Is that what cygwin does?  We certainly could, yes; though for the
purposes of joining the cache dir to an absolute filename, I guess we
could simply change c:/foo to /c/foo...  Hum!

Andy
-- 
http://wingolog.org/



Re: [PATCH 2/5] [mingw]: Have compiled-file-name produce valid names.

2011-05-03 Thread Ludovic Courtès
Hi,

Andy Wingo  writes:

> On Tue 03 May 2011 00:18, l...@gnu.org (Ludovic Courtès) writes:
>
>>> I still think that we need at least the ability to pass a bytevector as
>>> a path name, on GNU systems; and that if we can do so, then any routine
>>> that needs to deal with a path name would then need to deal in byte
>>> vectors in addition to strings, and at that point perhaps it is indeed
>>> useful to have a path library.
>>
>> To accommodate various file name encodings, right?  Then yes.
>
> That's the crazy thing: file names on GNU aren't in any encoding!

Yes, that’s POSIX.

>> I think GLib and the like expect UTF-8 as the file name encoding and
>> complain otherwise, so UTF-8 might be a better default than locale
>> encoding (and it’s certainly wiser to be locale-independent.)
>
> It's more complicated than that.  Here's the old interface that they
> used, which attempted to treat paths as utf-8:
>
>   http://developer.gnome.org/glib/unstable/glib-Character-Set-Conversion.html
>   (search for "file name encoding")
>
> The new API is abstract, so it allows operations like "get-display-name"
> and "get-bytes":
>
>   http://developer.gnome.org/gio/2.28/GFile.html  (search for "encoding"
>   in that page)

Interesting.

But when I launch Geeqie there’s a GLib warning when it encounters a
non-UTF-8-encoded name, which basically makes me feel guilty for not
using UTF-8.

>> So volumes matter in the file name canonicalization of the .go cache
>> right?
>>
>> Couldn’t we mimic /cygdrive/c, etc.?
>
> Is that what cygwin does?  We certainly could, yes; though for the
> purposes of joining the cache dir to an absolute filename, I guess we
> could simply change c:/foo to /c/foo...  Hum!

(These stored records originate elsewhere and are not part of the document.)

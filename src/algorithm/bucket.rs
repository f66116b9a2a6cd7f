// Agrupación de secciones por firma horaria.
//
// Dos secciones con exactamente las mismas franjas (día, inicio, fin) son
// intercambiables para detectar choques: sólo una "representante" participa
// del backtracking y el resto se recupera al expandir el esqueleto.

use std::collections::BTreeMap;

use serde::Serialize;

use crate::models::{CandidateSection, SlotKey};

/// Conjunto ordenado y sin duplicados de `(día, inicio, fin)` de una sección.
///
/// Es independiente del orden en que llegan las reuniones y de la sala.
#[derive(Debug, Clone, PartialEq, Eq, Hash, PartialOrd, Ord, Serialize)]
pub struct TimeslotSignature(Vec<SlotKey>);

impl TimeslotSignature {
    pub fn of(section: &CandidateSection) -> Self {
        Self::from_keys(section.timeslots.iter().map(|t| t.key()))
    }

    pub fn from_keys<I: IntoIterator<Item = SlotKey>>(keys: I) -> Self {
        let mut v: Vec<SlotKey> = keys.into_iter().collect();
        v.sort_unstable();
        v.dedup();
        TimeslotSignature(v)
    }

    pub fn slots(&self) -> &[SlotKey] {
        &self.0
    }

    pub fn is_empty(&self) -> bool {
        self.0.is_empty()
    }
}

/// Un bucket: una firma y todas las secciones del grupo que la comparten,
/// ordenadas por id.
#[derive(Debug, Clone, PartialEq)]
pub struct TimeslotGroup {
    pub signature: TimeslotSignature,
    pub sections: Vec<CandidateSection>,
}

impl TimeslotGroup {
    pub fn slots(&self) -> &[SlotKey] {
        self.signature.slots()
    }

    pub fn len(&self) -> usize {
        self.sections.len()
    }

    pub fn is_empty(&self) -> bool {
        self.sections.is_empty()
    }
}

/// Particiona un grupo en buckets por firma.
///
/// Los buckets salen en orden ascendente de firma y las secciones de cada uno
/// ordenadas por id, así que permutar la entrada no cambia el resultado.
/// Las secciones sin reuniones se descartan salvo que `include_unscheduled`
/// sea true, en cuyo caso forman el bucket de firma vacía.
pub fn to_timeslot_groups(
    sections: &[CandidateSection],
    include_unscheduled: bool,
) -> Vec<TimeslotGroup> {
    let mut by_signature: BTreeMap<TimeslotSignature, Vec<CandidateSection>> = BTreeMap::new();

    for s in sections {
        if s.is_unscheduled() && !include_unscheduled {
            log::debug!("sección {} sin reuniones: descartada", s.id);
            continue;
        }
        by_signature.entry(TimeslotSignature::of(s)).or_default().push(s.clone());
    }

    by_signature
        .into_iter()
        .map(|(signature, mut sections)| {
            sections.sort_by_key(|s| s.id);
            TimeslotGroup { signature, sections }
        })
        .collect()
}

/// Aplica `to_timeslot_groups` a cada grupo manteniendo el orden de grupos.
pub fn bucket_groups(
    groups: &[Vec<CandidateSection>],
    include_unscheduled: bool,
) -> Vec<Vec<TimeslotGroup>> {
    groups.iter().map(|g| to_timeslot_groups(g, include_unscheduled)).collect()
}

#[cfg(test)]
mod tests {
    use super::*;
    use crate::models::{Day, Timeslot};
    use chrono::NaiveTime;

    fn ts(day: Day, h1: u32, m1: u32, h2: u32, m2: u32) -> Timeslot {
        Timeslot::new(
            day,
            NaiveTime::from_hms_opt(h1, m1, 0).unwrap(),
            NaiveTime::from_hms_opt(h2, m2, 0).unwrap(),
            None,
        )
        .unwrap()
    }

    #[test]
    fn test_signature_is_order_independent_and_deduped() {
        let a = CandidateSection::new(1, vec![ts(Day::Wed, 9, 0, 9, 50), ts(Day::Mon, 9, 0, 9, 50)], 1);
        let b = CandidateSection::new(
            2,
            vec![ts(Day::Mon, 9, 0, 9, 50), ts(Day::Wed, 9, 0, 9, 50), ts(Day::Mon, 9, 0, 9, 50)],
            1,
        );
        assert_eq!(TimeslotSignature::of(&a), TimeslotSignature::of(&b));
        assert_eq!(TimeslotSignature::of(&b).slots().len(), 2);
        assert_eq!(TimeslotSignature::of(&a).slots()[0].day, Day::Mon);
    }

    #[test]
    fn test_identical_schedules_share_bucket() {
        let secs = vec![
            CandidateSection::new(3, vec![ts(Day::Tue, 10, 0, 11, 15)], 1),
            CandidateSection::new(1, vec![ts(Day::Tue, 10, 0, 11, 15)], 1),
            CandidateSection::new(2, vec![ts(Day::Thu, 10, 0, 11, 15)], 1),
        ];
        let buckets = to_timeslot_groups(&secs, false);
        assert_eq!(buckets.len(), 2);
        assert_eq!(buckets[0].sections.iter().map(|s| s.id).collect::<Vec<_>>(), vec![1, 3]);
        assert_eq!(buckets[1].sections[0].id, 2);
    }

    #[test]
    fn test_unscheduled_sections_policy() {
        let secs = vec![CandidateSection::new(1, vec![], 1), CandidateSection::new(2, vec![ts(Day::Fri, 8, 0, 9, 0)], 1)];
        assert_eq!(to_timeslot_groups(&secs, false).len(), 1);

        let with_empty = to_timeslot_groups(&secs, true);
        assert_eq!(with_empty.len(), 2);
        // la firma vacía ordena primero
        assert!(with_empty[0].signature.is_empty());
    }
}
// Estructuras de datos principales del generador de horarios.
//
// Todo lo que vive aquí es un valor inmutable construido por petición: el
// resolver entrega `CandidateSection`s ya materializadas y el generador nunca
// las modifica, sólo las agrupa y las copia al resultado.

use std::fmt;
use std::str::FromStr;

use chrono::NaiveTime;
use serde::{Deserialize, Serialize};

use crate::error::GeneratorError;

/// Identificador opaco de una sección abierta (el `id` de la base de datos).
pub type SectionId = i64;

/// Día de la semana de una reunión.
#[derive(Debug, Clone, Copy, PartialEq, Eq, Hash, PartialOrd, Ord, Serialize, Deserialize)]
#[serde(try_from = "String", into = "String")]
pub enum Day {
    Mon,
    Tue,
    Wed,
    Thu,
    Fri,
    Sat,
    Sun,
}

impl Day {
    /// Código corto usado por el catálogo ("M", "Tu", "W", ...).
    pub fn code(self) -> &'static str {
        match self {
            Day::Mon => "M",
            Day::Tue => "Tu",
            Day::Wed => "W",
            Day::Thu => "Th",
            Day::Fri => "F",
            Day::Sat => "Sa",
            Day::Sun => "Su",
        }
    }

    pub fn index(self) -> usize {
        self as usize
    }
}

impl FromStr for Day {
    type Err = GeneratorError;

    /// Acepta los códigos del catálogo ("M", "Tu", "Th"...), nombres en inglés
    /// ("Mon", "Tuesday") y las abreviaturas en castellano ("LU", "MA", "MIE"...).
    fn from_str(s: &str) -> Result<Self, Self::Err> {
        let tok = s.trim();
        let day = match tok {
            "M" => Day::Mon,
            "Tu" => Day::Tue,
            "W" => Day::Wed,
            "Th" => Day::Thu,
            "F" => Day::Fri,
            "Sa" => Day::Sat,
            "Su" => Day::Sun,
            _ => {
                let upper = tok.to_uppercase();
                let prefix: String = upper.chars().take(3).collect();
                match prefix.as_str() {
                    "MON" | "LU" | "LUN" => Day::Mon,
                    "TUE" | "MA" | "MAR" => Day::Tue,
                    "WED" | "MI" | "MIE" | "MIÉ" => Day::Wed,
                    "THU" | "JU" | "JUE" => Day::Thu,
                    "FRI" | "VI" | "VIE" => Day::Fri,
                    "SAT" | "SA" | "SAB" | "SÁB" => Day::Sat,
                    "SUN" | "DO" | "DOM" => Day::Sun,
                    _ => return Err(GeneratorError::InvalidInput(format!("unknown day '{}'", s))),
                }
            }
        };
        Ok(day)
    }
}

impl TryFrom<String> for Day {
    type Error = GeneratorError;

    fn try_from(value: String) -> Result<Self, Self::Error> {
        value.parse()
    }
}

impl From<Day> for String {
    fn from(d: Day) -> Self {
        d.code().to_string()
    }
}

impl fmt::Display for Day {
    fn fmt(&self, f: &mut fmt::Formatter<'_>) -> fmt::Result {
        f.write_str(self.code())
    }
}

/// Coordenadas geográficas de un edificio (grados decimales).
#[derive(Debug, Clone, Copy, PartialEq, Serialize, Deserialize)]
pub struct Coordinates {
    pub latitude: f64,
    pub longitude: f64,
}

impl Coordinates {
    /// Valor por defecto que el catálogo guarda cuando no conoce la ubicación.
    pub const PLACEHOLDER: Coordinates = Coordinates { latitude: 0.0, longitude: 0.0 };

    /// True si son las coordenadas "desconocidas". Comparación exacta de bits:
    /// sólo `(0.0, 0.0)` literal cuenta como placeholder.
    pub fn is_placeholder(&self) -> bool {
        self.latitude.to_bits() == Self::PLACEHOLDER.latitude.to_bits()
            && self.longitude.to_bits() == Self::PLACEHOLDER.longitude.to_bits()
    }
}

/// Sala donde ocurre una reunión.
#[derive(Debug, Clone, PartialEq, Serialize, Deserialize)]
pub struct Location {
    pub building: String,
    #[serde(default)]
    pub room: String,
    #[serde(default)]
    pub coordinates: Option<Coordinates>,
}

impl Location {
    /// Coordenadas utilizables para estimar caminatas (ni ausentes ni placeholder).
    pub fn known_coordinates(&self) -> Option<Coordinates> {
        self.coordinates.filter(|c| !c.is_placeholder())
    }
}

/// Una franja semanal ocupada: día + inicio + fin (+ sala opcional).
///
/// Invariante: `start < end`. Sólo se construye a través de [`Timeslot::new`]
/// o deserializando, y ambos caminos lo validan.
#[derive(Debug, Clone, PartialEq, Serialize, Deserialize)]
#[serde(try_from = "RawTimeslot")]
pub struct Timeslot {
    day: Day,
    #[serde(with = "hhmm")]
    start: NaiveTime,
    #[serde(with = "hhmm")]
    end: NaiveTime,
    location: Option<Location>,
}

#[derive(Deserialize)]
struct RawTimeslot {
    day: Day,
    #[serde(with = "hhmm")]
    start: NaiveTime,
    #[serde(with = "hhmm")]
    end: NaiveTime,
    #[serde(default)]
    location: Option<Location>,
}

impl TryFrom<RawTimeslot> for Timeslot {
    type Error = GeneratorError;

    fn try_from(raw: RawTimeslot) -> Result<Self, Self::Error> {
        Timeslot::new(raw.day, raw.start, raw.end, raw.location)
    }
}

impl Timeslot {
    pub fn new(
        day: Day,
        start: NaiveTime,
        end: NaiveTime,
        location: Option<Location>,
    ) -> Result<Self, GeneratorError> {
        if start >= end {
            return Err(GeneratorError::InvalidTimeslot { day, start, end });
        }
        Ok(Timeslot { day, start, end, location })
    }

    pub fn day(&self) -> Day {
        self.day
    }

    pub fn start(&self) -> NaiveTime {
        self.start
    }

    pub fn end(&self) -> NaiveTime {
        self.end
    }

    pub fn location(&self) -> Option<&Location> {
        self.location.as_ref()
    }

    /// Clave sin sala, usada para agrupar secciones con el mismo horario.
    pub fn key(&self) -> SlotKey {
        SlotKey { day: self.day, start: self.start, end: self.end }
    }
}

/// `(día, inicio, fin)` de una franja. Orden total: día, luego inicio, luego fin.
#[derive(Debug, Clone, Copy, PartialEq, Eq, Hash, PartialOrd, Ord, Serialize)]
pub struct SlotKey {
    pub day: Day,
    #[serde(with = "hhmm")]
    pub start: NaiveTime,
    #[serde(with = "hhmm")]
    pub end: NaiveTime,
}

/// Metadatos de presentación; el generador no los mira, sólo los devuelve.
#[derive(Debug, Clone, Default, PartialEq, Serialize, Deserialize)]
pub struct SectionMeta {
    #[serde(default)]
    pub name: String,
    #[serde(default)]
    pub course_code: String,
    #[serde(default)]
    pub section_code: String,
    #[serde(default)]
    pub instructors: Vec<String>,
    #[serde(default)]
    pub credits: i32,
}

/// Sección candidata ya resuelta por el colaborador de datos.
#[derive(Debug, Clone, PartialEq, Serialize, Deserialize)]
pub struct CandidateSection {
    pub id: SectionId,
    #[serde(default)]
    pub timeslots: Vec<Timeslot>,
    #[serde(default)]
    pub seats: i32,
    #[serde(default)]
    pub open_seats: i32,
    #[serde(default)]
    pub waitlist: i32,
    #[serde(flatten)]
    pub meta: SectionMeta,
}

impl CandidateSection {
    pub fn new(id: SectionId, timeslots: Vec<Timeslot>, open_seats: i32) -> Self {
        CandidateSection {
            id,
            timeslots,
            seats: open_seats.max(0),
            open_seats,
            waitlist: 0,
            meta: SectionMeta::default(),
        }
    }

    pub fn with_meta(mut self, meta: SectionMeta) -> Self {
        self.meta = meta;
        self
    }

    pub fn has_open_seats(&self) -> bool {
        self.open_seats > 0
    }

    pub fn is_unscheduled(&self) -> bool {
        self.timeslots.is_empty()
    }
}

/// Un horario concreto: una sección por grupo, en el orden de los grupos.
#[derive(Debug, Clone, PartialEq, Serialize)]
pub struct Timetable {
    pub sections: Vec<CandidateSection>,
}

impl Timetable {
    pub fn section_ids(&self) -> Vec<SectionId> {
        self.sections.iter().map(|s| s.id).collect()
    }

    pub fn timeslots(&self) -> impl Iterator<Item = &Timeslot> {
        self.sections.iter().flat_map(|s| s.timeslots.iter())
    }
}

/// (De)serialización de horas como "HH:MM" (también acepta "HH:MM:SS").
pub mod hhmm {
    use chrono::NaiveTime;
    use serde::{Deserialize, Deserializer, Serializer};

    pub fn parse(s: &str) -> Option<NaiveTime> {
        let t = s.trim();
        NaiveTime::parse_from_str(t, "%H:%M")
            .or_else(|_| NaiveTime::parse_from_str(t, "%H:%M:%S"))
            .ok()
    }

    pub fn serialize<S: Serializer>(t: &NaiveTime, serializer: S) -> Result<S::Ok, S::Error> {
        serializer.serialize_str(&t.format("%H:%M").to_string())
    }

    pub fn deserialize<'de, D: Deserializer<'de>>(deserializer: D) -> Result<NaiveTime, D::Error> {
        let s = String::deserialize(deserializer)?;
        parse(&s).ok_or_else(|| {
            let msg = format!("invalid time '{}', expected HH:MM", s);
            serde::de::Error::custom(msg)
        })
    }
}
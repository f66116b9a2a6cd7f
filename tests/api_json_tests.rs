use chrono::{Duration, NaiveTime};
use timetable_wizard::api_json::*;
use timetable_wizard::GeneratorError;

#[test]
fn test_parse_json_with_all_options() {
    let json_data = r#"
    {
        "groups": [[3101, 3102, 3103], [4201], []],
        "options": {
            "minimum_start_time": "09:30",
            "minimum_interval": "00:10",
            "maximum_interval": "02:30",
            "allow_consec": "3",
            "allow_one_class_a_day": false,
            "allow_only_open_section": true,
            "allow_run": false
        }
    }
    "#;

    let req = parse_json_input(json_data).expect("Debe parsear la petición completa");
    assert_eq!(req.groups, vec![vec![3101, 3102, 3103], vec![4201], vec![]]);

    let o = &req.options;
    assert_eq!(o.minimum_start_time, NaiveTime::from_hms_opt(9, 30, 0));
    assert_eq!(o.minimum_interval, Some(Duration::minutes(10)));
    assert_eq!(o.maximum_interval, Some(Duration::minutes(150)));
    assert_eq!(o.allow_consec, Some(3));
    assert!(!o.allow_one_class_a_day);
    assert!(o.allow_only_open_section);
    assert!(o.walking_rule_active());
}

#[test]
fn test_parse_json_minimal_options() {
    let json_data = r#"
    {
        "groups": [[1]],
        "options": {
            "minimum_start_time": null,
            "minimum_interval": null,
            "maximum_interval": null,
            "allow_consec": 0,
            "allow_one_class_a_day": true,
            "allow_only_open_section": false
        }
    }
    "#;

    let req = parse_json_input(json_data).expect("Debe parsear opciones mínimas");
    assert_eq!(req.options, Options::default());
}

#[test]
fn test_bool_options_are_strict() {
    let json_data = r#"
    {
        "groups": [[1]],
        "options": {
            "minimum_start_time": null,
            "minimum_interval": null,
            "maximum_interval": null,
            "allow_consec": null,
            "allow_one_class_a_day": "yes",
            "allow_only_open_section": false
        }
    }
    "#;

    match parse_json_input(json_data) {
        Err(GeneratorError::InvalidOption { key, .. }) => assert_eq!(key, "allow_one_class_a_day"),
        other => panic!("se esperaba InvalidOption, se obtuvo {:?}", other),
    }
}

Yes, that should be good enough (but that’s really just for Guile on
MinGW since Guile on Cygwin cannot have this problem, AIUI.)

Thanks,
Ludo’.



Re: [PATCH 2/5] [mingw]: Have compiled-file-name produce valid names.

2011-05-03 Thread Mark H Weaver
Andy Wingo  writes:
> That's the crazy thing: file names on GNU aren't in any encoding!  They
> are byte strings that may or may not decode to a string, given some
> encoding.  Granted, they're mostly UTF-8 these days, but users have the
> darndest files...
[...]
> On Tue 03 May 2011 00:18, l...@gnu.org (Ludovic Courtès) writes:
>> I think GLib and the like expect UTF-8 as the file name encoding and
>> complain otherwise, so UTF-8 might be a better default than locale
>> encoding (and it’s certainly wiser to be locale-independent.)
>
> It's more complicated than that.  Here's the old interface that they
> used, which attempted to treat paths as utf-8:
>
>   http://developer.gnome.org/glib/unstable/glib-Character-Set-Conversion.html
>   (search for "file name encoding")
>
> The new API is abstract, so it allows operations like "get-display-name"
> and "get-bytes":
>
>   http://developer.gnome.org/gio/2.28/GFile.html  (search for "encoding"
>   in that page)
>
>   "All GFiles have a basename (get with g_file_get_basename()). These
>   names are byte strings that are used to identify the file on the
>   filesystem (relative to its parent directory) and there is no
>   guarantees that they have any particular charset encoding or even make
>   any sense at all. If you want to use filenames in a user interface you
>   should use the display name that you can get by requesting the
>   G_FILE_ATTRIBUTE_STANDARD_DISPLAY_NAME attribute with
>   g_file_query_info(). This is guaranteed to be in utf8 and can be used
>   in a user interface. But always store the real basename or the GFile
>   to use to actually access the file, because there is no way to go from
>   a display name to the actual name."

In my opinion, this is a bad approach to take in Guile.  When developers
are careful to robustly handle filenames with invalid encoding, it will
lead to overly complex code.  More often, when developers write more
straightforward code, it will lead to code that works most of the time
but fails badly when confronted with weird filenames.  This is the same
type of problem that plagues Bourne shell scripts.  Let's please not go
down that road.

There is a better way.  We can do a variant of what Python 3 does,
described in PEP 383 .

Basically, the idea is to provide alternative versions of
scm_{to,from}_stringn that allow arbitrary bytevectors to be turned into
strings and back again without any lossage.  These alternative versions
would be used for operations involving filenames et al, and should
probably also be made available to users.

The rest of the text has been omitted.